Pero nuestros políticos –hipersensibles al tañir de las cacerolas animadas por el inefable Marcos Peña– se arrojaron masivamente sobre la granada para que las esquirlas de una explosión de solidaridad de arriba (¡muy arriba!) hacia abajo no lastime a los Rocca, los Bulgheroni, los Roemmers, los Eurnekián, los Galperín y tantes otres. Pocas demostraciones más claras de que el poder real no sólo se ejerce en tiempo presente, con pandemia y todo, sino que pedagogiza de manera implacable a los que debieran imponerles las reglas de juego.

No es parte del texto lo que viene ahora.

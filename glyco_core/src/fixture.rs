//! JSON fixtures for reproducing a forecast.
//!
//! A fixture is a `ForecastInput` rendered as pretty JSON with RFC 3339
//! timestamps; absent optional fields are omitted.

use std::{fs, io::Write, path::Path};

use eyre::WrapErr;

use crate::types::{ForecastInput, ForecastOutput};

impl ForecastInput {
    pub fn to_fixture_json(&self) -> serde_json::Result<String> {
        serde_json::to_string_pretty(self)
    }

    pub fn from_fixture_json(s: &str) -> serde_json::Result<Self> {
        serde_json::from_str(s)
    }
}

impl ForecastOutput {
    pub fn to_json(&self) -> serde_json::Result<String> {
        serde_json::to_string_pretty(self)
    }
}

/// Replace `path` in one step: write a sibling temp file, sync, rename.
pub fn write_atomic(path: &Path, bytes: &[u8]) -> std::io::Result<()> {
    let tmp = path.with_extension("json.tmp");
    {
        let mut f = fs::File::create(&tmp)?;
        f.write_all(bytes)?;
        f.sync_all()?;
    }
    fs::rename(tmp, path)
}

pub fn write_fixture(path: &Path, input: &ForecastInput) -> eyre::Result<()> {
    let json = input.to_fixture_json().wrap_err("serialize fixture")?;
    write_atomic(path, json.as_bytes()).wrap_err_with(|| format!("write fixture {path:?}"))
}

pub fn read_fixture(path: &Path) -> eyre::Result<ForecastInput> {
    let text = fs::read_to_string(path).wrap_err_with(|| format!("read fixture {path:?}"))?;
    ForecastInput::from_fixture_json(&text).wrap_err_with(|| format!("parse fixture {path:?}"))
}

Pero al frente y consciente de que ésta pandemia debe dejar la menor cantidad de muertos posibles, pero que regará el país de pobres y secuelados, bien al frente, está Alberto. El que deberá calibrar la agresividad y el retorno de calificativos tales como “miserables”, “tontos”, “locos” o “irresponsables”. Merecidos en muchos casos pero que sin una acción ejemplar y consecuente con esas calificaciones, puede redundar en la demostración pública de que los que pueden hacen siempre lo que quieren y el principal activo que sostiene la angustia, los miedos y el esfuerzo de millones de argentines puede comenzar a perder fuerza centrífuga, ascendiente del que depende el éxito –sin vacunas a la vista- de la estrategia que nos permite atravesar esta tragedia humanitaria en mejores condiciones que Italia, Francia, España, Brasil, Ecuador o Chile. Cuidémonos, cuidemos a Alberto y que así sea.